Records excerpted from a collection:
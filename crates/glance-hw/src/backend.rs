//! [`CaptureBackend`] over V4L2.

use crate::camera::{Camera, DeviceError, DeviceInfo, LiveCapture};
use crate::devices::{self, FacingOverrides};
use crate::permission;
use glance_core::{CameraError, CaptureBackend, Constraints, Facing, Frame, PermissionState, StreamHandle};
use std::future::Future;

/// Linux capture backend. Blocking device calls run on tokio's blocking pool.
#[derive(Debug, Clone, Default)]
pub struct V4lBackend {
    overrides: FacingOverrides,
}

impl V4lBackend {
    pub fn new(overrides: FacingOverrides) -> Self {
        Self { overrides }
    }

    /// Discovered capture devices with their resolved facing mode.
    pub fn devices(&self) -> Vec<(DeviceInfo, Facing)> {
        let devices = Camera::list_devices();
        let facings = devices::classify(&devices, &self.overrides);
        devices.into_iter().zip(facings).collect()
    }
}

impl CaptureBackend for V4lBackend {
    type Stream = V4lStream;

    fn is_supported(&self) -> bool {
        permission::v4l_supported()
    }

    fn request_stream(
        &self,
        constraints: Constraints,
    ) -> impl Future<Output = Result<V4lStream, CameraError>> + Send {
        let overrides = self.overrides.clone();
        async move {
            tokio::task::spawn_blocking(move || open_stream(&overrides, constraints))
                .await
                .map_err(|e| CameraError::DeviceUnavailable(format!("camera open task failed: {e}")))?
        }
    }

    fn permission_state(&self) -> impl Future<Output = PermissionState> + Send {
        let overrides = self.overrides.clone();
        async move {
            tokio::task::spawn_blocking(move || permission::probe(&overrides))
                .await
                .unwrap_or(PermissionState::Unsupported)
        }
    }
}

fn open_stream(overrides: &FacingOverrides, constraints: Constraints) -> Result<V4lStream, CameraError> {
    let devices = Camera::list_devices();
    let Some(target) = devices::resolve(&devices, constraints.facing, overrides) else {
        // Nodes that exist but could not be listed are usually unreadable.
        if permission::probe(overrides) == PermissionState::Denied {
            return Err(CameraError::PermissionDenied(
                "no accessible video device (check membership of the video group)".into(),
            ));
        }
        return Err(CameraError::DeviceUnavailable(format!(
            "no {} camera found",
            constraints.facing
        )));
    };

    let camera = Camera::open(&target.path, constraints.frame_size)?;
    let capture = LiveCapture::start(camera)?;
    let label = format!("{} ({})", target.name, target.path);
    tracing::debug!(device = %label, facing = %target.facing, "stream acquired");
    Ok(V4lStream::new(capture, target.facing, label))
}

/// Where a [`V4lStream`] gets its frames from.
pub trait FrameSource: Send + 'static {
    fn next_frame(&mut self) -> Result<Frame, DeviceError>;
}

impl FrameSource for LiveCapture {
    fn next_frame(&mut self) -> Result<Frame, DeviceError> {
        LiveCapture::next_frame(self)
    }
}

/// An open camera. The capture stream lives as long as the handle;
/// stopping it ends streaming and closes the device node.
pub struct V4lStream<S: FrameSource = LiveCapture> {
    source: Option<S>,
    facing: Facing,
    label: String,
}

impl<S: FrameSource> V4lStream<S> {
    fn new(source: S, facing: Facing, label: String) -> Self {
        Self {
            source: Some(source),
            facing,
            label,
        }
    }
}

impl<S: FrameSource> StreamHandle for V4lStream<S> {
    fn facing(&self) -> Facing {
        self.facing
    }

    fn label(&self) -> &str {
        &self.label
    }

    fn read_frame(&mut self) -> Result<Frame, CameraError> {
        let source = self
            .source
            .as_mut()
            .ok_or_else(|| CameraError::CaptureFailed("stream stopped".into()))?;
        Ok(source.next_frame()?)
    }

    fn stop_all_tracks(&mut self) {
        if let Some(source) = self.source.take() {
            drop(source);
            tracing::debug!(device = %self.label, "camera closed");
        }
    }
}
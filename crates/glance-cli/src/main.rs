use anyhow::Result;
use clap::{Parser, Subcommand};
use glance_core::Facing;
use glance_hw::{devices, V4lBackend};
use std::path::PathBuf;
use std::time::Duration;
use tracing_subscriber::EnvFilter;

mod config;
mod console;
mod snapshot;

use config::Config;

#[derive(Parser)]
#[command(name = "glance", about = "Camera session manager for face and expression demos")]
struct Cli {
    #[command(subcommand)]
    command: Commands,
}

#[derive(Subcommand)]
enum Commands {
    /// List capture devices and the facing mode each resolves to
    Devices,
    /// Show the camera permission state
    Permission,
    /// Capture one frame to an image file
    Snapshot {
        /// Camera to use: user or environment
        #[arg(short, long)]
        facing: Option<Facing>,
        /// Output path; the extension picks the format
        #[arg(short, long, default_value = "snapshot.png")]
        output: PathBuf,
    },
    /// Run an interactive camera session
    Run {
        /// Default camera: user or environment
        #[arg(short, long)]
        facing: Option<Facing>,
        /// Detection polling interval in milliseconds
        #[arg(long)]
        interval_ms: Option<u64>,
        /// Print status events as JSON lines
        #[arg(long)]
        json: bool,
        /// Open the camera immediately
        #[arg(long)]
        autostart: bool,
    },
}

#[tokio::main]
async fn main() -> Result<()> {
    tracing_subscriber::fmt()
        .with_env_filter(EnvFilter::from_default_env())
        .init();

    let cli = Cli::parse();
    let mut config = Config::from_env();

    match cli.command {
        Commands::Devices => {
            let backend = V4lBackend::new(config.overrides.clone());
            let found = backend.devices();
            if found.is_empty() {
                println!("no capture devices found");
            }
            for (dev, facing) in found {
                let usb = dev
                    .usb_ids
                    .map(|(vid, pid)| format!("{vid:04x}:{pid:04x}"))
                    .unwrap_or_else(|| "-".into());
                let known = dev
                    .usb_ids
                    .and_then(|(vid, pid)| devices::lookup_camera(vid, pid))
                    .map(|_| " [known]")
                    .unwrap_or("");
                println!(
                    "{}\t{facing}\t{usb}\t{} ({}){known}",
                    dev.path, dev.name, dev.driver
                );
            }
        }
        Commands::Permission => {
            let state = glance_hw::permission::probe(&config.overrides);
            println!("{state}");
        }
        Commands::Snapshot { facing, output } => {
            let facing = facing.unwrap_or(config.facing);
            snapshot::capture(&config, facing, &output).await?;
        }
        Commands::Run {
            facing,
            interval_ms,
            json,
            autostart,
        } => {
            if let Some(ms) = interval_ms.filter(|&ms| ms > 0) {
                config.poll_interval = Duration::from_millis(ms);
            }
            let opts = console::RunOptions {
                facing: facing.unwrap_or(config.facing),
                json,
                autostart,
            };
            tracing::info!(
                facing = %opts.facing,
                interval_ms = config.poll_interval.as_millis() as u64,
                "glance session starting"
            );
            console::run(config, opts).await?;
        }
    }

    Ok(())
}
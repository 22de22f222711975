//! Camera permission probing via `access(2)` on device nodes.
//!
//! Linux has no consent prompt: access is whatever the node's mode and the
//! caller's groups allow. The probe never opens a device, so it cannot
//! disturb a running stream.

use crate::camera::MAX_VIDEO_NODES;
use crate::devices::FacingOverrides;
use glance_core::PermissionState;
use std::ffi::CString;
use std::io;
use std::path::Path;

/// sysfs class directory present whenever the kernel has V4L2 support.
pub const V4L_SYSFS_DIR: &str = "/sys/class/video4linux";

/// Whether the host exposes V4L2 capture at all.
pub fn v4l_supported() -> bool {
    Path::new(V4L_SYSFS_DIR).is_dir()
}

/// Check read/write access to a device node without opening it.
pub fn check_access(path: &str) -> io::Result<()> {
    let c_path = CString::new(path)?;
    // SAFETY: `c_path` is a valid NUL-terminated string for the duration of the call.
    let ret = unsafe { libc::access(c_path.as_ptr(), libc::R_OK | libc::W_OK) };
    if ret == 0 {
        Ok(())
    } else {
        Err(io::Error::last_os_error())
    }
}

/// Existing `/dev/videoN` nodes plus any configured override paths.
pub fn candidate_nodes(overrides: &FacingOverrides) -> Vec<String> {
    let mut nodes: Vec<String> = (0..MAX_VIDEO_NODES)
        .map(|i| format!("/dev/video{i}"))
        .filter(|p| Path::new(p).exists())
        .collect();
    for path in [&overrides.user, &overrides.environment].into_iter().flatten() {
        if !nodes.contains(path) && Path::new(path).exists() {
            nodes.push(path.clone());
        }
    }
    nodes
}

/// Fold per-node access results into a single state.
///
/// Any accessible node means `Granted`. Otherwise a permission error on any
/// node means `Denied`. No nodes, or only unrelated failures, means the
/// answer is not known yet: `Prompt`.
pub fn summarize<I>(results: I) -> PermissionState
where
    I: IntoIterator<Item = io::Result<()>>,
{
    let mut denied = false;
    for result in results {
        match result {
            Ok(()) => return PermissionState::Granted,
            Err(e) if matches!(e.raw_os_error(), Some(libc::EACCES) | Some(libc::EPERM)) => {
                denied = true;
            }
            Err(_) => {}
        }
    }
    if denied {
        PermissionState::Denied
    } else {
        PermissionState::Prompt
    }
}

/// Probe camera permission for the current process.
pub fn probe(overrides: &FacingOverrides) -> PermissionState {
    if !v4l_supported() {
        return PermissionState::Unsupported;
    }
    let nodes = candidate_nodes(overrides);
    let state = summarize(nodes.iter().map(|n| check_access(n)));
    tracing::debug!(nodes = nodes.len(), %state, "probed camera permission");
    state
}

#[cfg(test)]
mod tests {
    use super::*;

    #[test]
    fn test_summarize_any_granted_wins() {
        let results = vec![
            Err(io::Error::from_raw_os_error(libc::EACCES)),
            Ok(()),
        ];
        assert_eq!(summarize(results), PermissionState::Granted);
    }

    #[test]
    fn test_summarize_denied() {
        let results = vec![
            Err(io::Error::from_raw_os_error(libc::ENOENT)),
            Err(io::Error::from_raw_os_error(libc::EPERM)),
        ];
        assert_eq!(summarize(results), PermissionState::Denied);
    }

    #[test]
    fn test_summarize_nothing_known() {
        assert_eq!(summarize(Vec::new()), PermissionState::Prompt);
        let results = vec![Err(io::Error::from_raw_os_error(libc::ENODEV))];
        assert_eq!(summarize(results), PermissionState::Prompt);
    }

    #[test]
    fn test_check_access_rejects_interior_nul() {
        assert!(check_access("/dev/vid\0eo0").is_err());
    }

    #[test]
    fn test_check_access_missing_path() {
        let err = check_access("/dev/glance-no-such-node").unwrap_err();
        assert_eq!(err.raw_os_error(), Some(libc::ENOENT));
    }
}
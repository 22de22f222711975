use anyhow::{bail, Context, Result};
use glance_core::{Facing, Frame, SessionManager, TracingSink};
use glance_hw::V4lBackend;
use image::GrayImage;
use std::path::Path;
use std::sync::Arc;
use std::time::Duration;

use crate::config::Config;

/// Frames read while waiting for auto-exposure to produce a usable image.
const MAX_ATTEMPTS: usize = 15;

/// Write a grayscale frame as an image; the format follows the extension.
pub fn save_frame(frame: &Frame, path: &Path) -> Result<()> {
    let img = GrayImage::from_raw(frame.width, frame.height, frame.data.clone())
        .context("frame buffer does not match its dimensions")?;
    img.save(path)
        .with_context(|| format!("failed to write {}", path.display()))?;
    Ok(())
}

/// Open the camera, save the first non-dark frame, and release it again.
pub async fn capture(config: &Config, facing: Facing, output: &Path) -> Result<()> {
    let (width, height) = config.frame_size;
    let manager = Arc::new(
        SessionManager::new(V4lBackend::new(config.overrides.clone()), TracingSink)
            .with_frame_size(width, height),
    );
    manager.start(facing).await?;

    let result = first_usable_frame(&manager).await;
    manager.stop();

    let frame = result?;
    save_frame(&frame, output)?;
    println!(
        "saved {}x{} frame to {} (brightness {:.0})",
        frame.width,
        frame.height,
        output.display(),
        frame.avg_brightness()
    );
    Ok(())
}

async fn first_usable_frame(manager: &Arc<SessionManager<V4lBackend>>) -> Result<Frame> {
    let mut dark = 0;
    for _ in 0..MAX_ATTEMPTS {
        let Some(read) = manager.next_frame().await else {
            bail!("camera stopped while capturing");
        };
        let frame = read?;
        if !frame.is_dark {
            return Ok(frame);
        }
        dark += 1;
        tokio::time::sleep(Duration::from_millis(50)).await;
    }
    bail!("all {dark} captured frames were too dark")
}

> **EXERCISE INSTRUCTIONS**
Exact reproduction is required. Give the lines of the data from its first line through the line containing "fn permission_state(&self) ->", and no others.

> **OUTPUT OF THE TASK**
filename crates/glance-hw/src/backend.rs
//! [`CaptureBackend`] over V4L2.

use crate::camera::{Camera, DeviceError, DeviceInfo, LiveCapture};
use crate::devices::{self, FacingOverrides};
use crate::permission;
use glance_core::{CameraError, CaptureBackend, Constraints, Facing, Frame, PermissionState, StreamHandle};
use std::future::Future;

/// Linux capture backend. Blocking device calls run on tokio's blocking pool.
#[derive(Debug, Clone, Default)]
pub struct V4lBackend {
    overrides: FacingOverrides,
}

impl V4lBackend {
    pub fn new(overrides: FacingOverrides) -> Self {
        Self { overrides }
    }

    /// Discovered capture devices with their resolved facing mode.
    pub fn devices(&self) -> Vec<(DeviceInfo, Facing)> {
        let devices = Camera::list_devices();
        let facings = devices::classify(&devices, &self.overrides);
        devices.into_iter().zip(facings).collect()
    }
}

impl CaptureBackend for V4lBackend {
    type Stream = V4lStream;

    fn is_supported(&self) -> bool {
        permission::v4l_supported()
    }

    fn request_stream(
        &self,
        constraints: Constraints,
    ) -> impl Future<Output = Result<V4lStream, CameraError>> + Send {
        let overrides = self.overrides.clone();
        async move {
            tokio::task::spawn_blocking(move || open_stream(&overrides, constraints))
                .await
                .map_err(|e| CameraError::DeviceUnavailable(format!("camera open task failed: {e}")))?
        }
    }

    fn permission_state(&self) -> impl Future<Output = PermissionState> + Send {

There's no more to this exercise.